ATP, an agonist at the rat P2Y4 receptor, is an antagonist at the human P2Y4 receptor

The nucleotide selectivities of the human P2Y(4) (hP2Y(4)) and rat P2Y(4) (rP2Y(4)) receptor stably expressed in 1321N1 human astrocytoma cells were determined by measuring increases in intracellular [Ca2+] under conditions that minimized metabolism, bioconversion, and endogenous nucleotide release. In cells expressing the hP2Y4 receptor, UTP, GTP, and ITP all increased intracellular [Ca2+] with a rank order of potency of UTP (0.55) > GTP (6.59) = ITP (7.38), (EC50, mu M). ATP, CTP, xanthine 5'-triphosphate (XTP), and diadenosine 5',5'''-P-1,P-4-tetraphosphate (Ap(4)A), all at 100 mu M, were inactive at the hP2Y4 receptor. In cells expressing the rP2Y4 receptor, all seven nucleotides increased intracellular [Ca2+] with similar maximal effects and a rank order of potency of UTP (0.20) > ATP (0.51) > Ap4(A) (1.24) approximate to ITP (1.82) approximate to GTP (2.28) > CTP (7.24). XTP (22.9). Because ATP is inactive at the hP2Y(4) receptor, we assessed whether ATP displayed antagonist activity.

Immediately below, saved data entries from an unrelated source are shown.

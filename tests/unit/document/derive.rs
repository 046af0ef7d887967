use super::*;
use crate::{EditAction, PostFormat};

#[test]
fn font_size_scales_format_base() {
    let d = LayoutDocument::default();
    assert_eq!(font_size_rem(&d), 3.0);

    let d = d
        .apply(EditAction::SetFormat(PostFormat::Portrait))
        .apply(EditAction::SetHeadlineSize(50));
    assert_eq!(font_size_rem(&d), 1.75);

    let d = d.apply(EditAction::SetFormat(PostFormat::Landscape));
    assert!((font_size_rem(&d) - 1.6).abs() < 1e-12);
}

#[test]
fn segments_the_reference_headline() {
    let segs = segment_headline(
        "EZEN NEWS revelado: Novo gerador de posts {revoluciona} design digital",
    );
    assert_eq!(
        segs,
        vec![
            HeadlineSegment::plain("EZEN NEWS revelado: Novo gerador de posts "),
            HeadlineSegment::highlighted("revoluciona"),
            HeadlineSegment::plain(" design digital"),
        ]
    );
}

#[test]
fn segmentation_handles_multiple_and_edge_pairs() {
    assert_eq!(
        segment_headline("{a} b {c}"),
        vec![
            HeadlineSegment::highlighted("a"),
            HeadlineSegment::plain(" b "),
            HeadlineSegment::highlighted("c"),
        ]
    );
    assert_eq!(segment_headline(""), vec![]);
    assert_eq!(segment_headline("x{}y"), vec![
        HeadlineSegment::plain("x"),
        HeadlineSegment::plain("y"),
    ]);
}

#[test]
fn unbalanced_and_nested_braces_follow_first_match() {
    assert_eq!(
        segment_headline("open { never closed"),
        vec![HeadlineSegment::plain("open { never closed")]
    );
    assert_eq!(
        segment_headline("stray } brace"),
        vec![HeadlineSegment::plain("stray } brace")]
    );
    assert_eq!(
        segment_headline("{a{b}c}"),
        vec![
            HeadlineSegment::highlighted("a{b"),
            HeadlineSegment::plain("c}"),
        ]
    );
}

#[test]
fn highlight_pairs_stay_on_one_line() {
    assert_eq!(
        segment_headline("{a\nb}"),
        vec![HeadlineSegment::plain("{a\nb}")]
    );
    assert_eq!(
        segment_headline("x {a}\n{b}"),
        vec![
            HeadlineSegment::plain("x "),
            HeadlineSegment::highlighted("a"),
            HeadlineSegment::plain("\n"),
            HeadlineSegment::highlighted("b"),
        ]
    );
}

#[test]
fn derivations_are_idempotent() {
    let d = LayoutDocument::default();
    assert_eq!(font_size_rem(&d), font_size_rem(&d));
    assert_eq!(
        segment_headline(&d.headline_text),
        segment_headline(&d.headline_text)
    );
    assert_eq!(PostLayout::compute(&d, 3.0), PostLayout::compute(&d, 3.0));
}

#[test]
fn layout_places_circle_from_the_right_edge() {
    let d = LayoutDocument::default().apply(EditAction::SetCirclePosition { x: 10.0, y: 35.0 });
    let l = PostLayout::compute(&d, 1.0);
    assert_eq!(l.canvas, Size::new(360.0, 360.0));
    // diameter 30% of 360 = 108, right gap 36
    assert!((l.circle.x1 - 324.0).abs() < 1e-9);
    assert!((l.circle.x0 - 216.0).abs() < 1e-9);
    assert!((l.circle.y0 - 126.0).abs() < 1e-9);
    assert!((l.circle.width() - 108.0).abs() < 1e-9);
}

#[test]
fn layout_scales_headline_and_baseline() {
    let d = LayoutDocument::default()
        .apply(EditAction::SetFormat(PostFormat::Portrait))
        .apply(EditAction::SetHeadlineY(20.0));
    let l = PostLayout::compute(&d, 3.0);
    assert_eq!(l.canvas, Size::new(1080.0, 1350.0));
    assert_eq!(l.headline_bottom, 1350.0 - 200.0 * 3.0);
    assert_eq!(l.headline_font_px, 3.5 * 16.0 * 3.0);
    assert!((l.gradient_top - 1350.0 * 0.2).abs() < 1e-9);
    assert_eq!(l.brand_origin, Point::new(72.0, 120.0));
}

#[test]
fn cover_rect_fills_and_pans() {
    let c = Size::new(100.0, 100.0);
    // Tall image: full width, vertical overflow 100px.
    let top = cover_rect(c, Size::new(50.0, 100.0), 50.0, 0.0, 1.0);
    assert_eq!(top, Rect::new(0.0, 0.0, 100.0, 200.0));
    let bottom = cover_rect(c, Size::new(50.0, 100.0), 50.0, 100.0, 1.0);
    assert_eq!(bottom, Rect::new(0.0, -100.0, 100.0, 100.0));

    let zoomed = cover_rect(c, Size::new(100.0, 100.0), 50.0, 50.0, 2.0);
    assert_eq!(zoomed, Rect::new(-50.0, -50.0, 150.0, 150.0));
}
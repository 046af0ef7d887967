use super::*;

#[test]
fn preview_rect_edges_follow_extent() {
    let r = PreviewRect::new(10.0, 20.0, 600.0, 400.0);
    assert_eq!(r.left(), 10.0);
    assert_eq!(r.top(), 20.0);
    assert_eq!(r.right(), 610.0);
    assert_eq!(r.bottom(), 420.0);
    assert_eq!(r.size(), Size::new(600.0, 400.0));
}

#[test]
fn from_rect_normalizes_swapped_edges() {
    let r = PreviewRect::from_rect(Rect::new(100.0, 50.0, 0.0, 0.0));
    assert_eq!(r.left(), 0.0);
    assert_eq!(r.bottom(), 50.0);
}

#[test]
fn degenerate_rects_are_detected() {
    assert!(PreviewRect::new(0.0, 0.0, 0.0, 10.0).is_degenerate());
    assert!(PreviewRect::new(0.0, 0.0, -5.0, 10.0).is_degenerate());
    assert!(!PreviewRect::new(0.0, 0.0, 1.0, 1.0).is_degenerate());
}

#[test]
fn clamp_total_maps_nan_to_lower_bound() {
    assert_eq!(clamp_total(f64::NAN, 0.0, 100.0), 0.0);
    assert_eq!(clamp_total(150.0, 0.0, 100.0), 100.0);
    assert_eq!(clamp_total(-3.0, 0.0, 100.0), 0.0);
    // An inverted range collapses onto the lower bound instead of panicking.
    assert_eq!(clamp_total(5.0, 10.0, 0.0), 10.0);
}
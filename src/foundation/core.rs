pub use kurbo::{Point, Rect, Size};

/// Bounding box of the live preview, in device-independent pixels of the pointer event space.
///
/// Mirrors what a layout engine reports for the preview element: left/top/width/height plus the
/// derived right/bottom edges. Negative extents are normalized away on construction.
#[derive(Clone, Copy, Debug, PartialEq, serde::Serialize, serde::Deserialize)]
pub struct PreviewRect(Rect);

impl PreviewRect {
    /// Build a rect from its top-left corner and extent.
    pub fn new(left: f64, top: f64, width: f64, height: f64) -> Self {
        Self(Rect::new(
            left,
            top,
            left + width.max(0.0),
            top + height.max(0.0),
        ))
    }

    /// Build a rect anchored at the origin.
    pub fn from_size(size: Size) -> Self {
        Self::new(0.0, 0.0, size.width, size.height)
    }

    /// Wrap an arbitrary `kurbo` rect, normalizing swapped edges.
    pub fn from_rect(rect: Rect) -> Self {
        Self(rect.abs())
    }

    /// Left edge.
    pub fn left(self) -> f64 {
        self.0.x0
    }

    /// Top edge.
    pub fn top(self) -> f64 {
        self.0.y0
    }

    /// Right edge.
    pub fn right(self) -> f64 {
        self.0.x1
    }

    /// Bottom edge.
    pub fn bottom(self) -> f64 {
        self.0.y1
    }

    /// Horizontal extent.
    pub fn width(self) -> f64 {
        self.0.width()
    }

    /// Vertical extent.
    pub fn height(self) -> f64 {
        self.0.height()
    }

    /// Extent as a `kurbo` size.
    pub fn size(self) -> Size {
        self.0.size()
    }

    /// True when either extent is zero (or not finite) and percentages cannot be derived.
    pub fn is_degenerate(self) -> bool {
        let (w, h) = (self.width(), self.height());
        !(w.is_finite() && h.is_finite()) || w <= 0.0 || h <= 0.0
    }

    /// The underlying `kurbo` rect.
    pub fn as_rect(self) -> Rect {
        self.0
    }
}

impl From<Rect> for PreviewRect {
    fn from(value: Rect) -> Self {
        Self::from_rect(value)
    }
}

/// Clamp that also maps NaN to `lo`, so derived percentages are total.
pub(crate) fn clamp_total(v: f64, lo: f64, hi: f64) -> f64 {
    if v.is_nan() {
        return lo;
    }
    v.clamp(lo, hi.max(lo))
}

#[cfg(test)]
#[path = "../../tests/unit/foundation/core.rs"]
mod tests;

When coapplied, ATP shifted the concentration-response curve to UTP rightward in a concentration-dependent manner, with no change in the maximal response. A Schild plot derived from these data gave a pA(2) value of 6.15 (K-B = 708 nM) and a slope near unity. Additionally, CTP and Ap(4)A (each at 100 mu M) inhibited the response to an EC50 concentration of UTP by similar to 40 and similar to 50%, respectively, whereas XTP had no effect. The inhibitory effects of ATP, CTP, and Ap(4)A were reversible on washout. Thus, ATP is a potent agonist at the rP2Y(4) receptor but is a competitive antagonist with moderate potency at the hP2Y(4) receptor.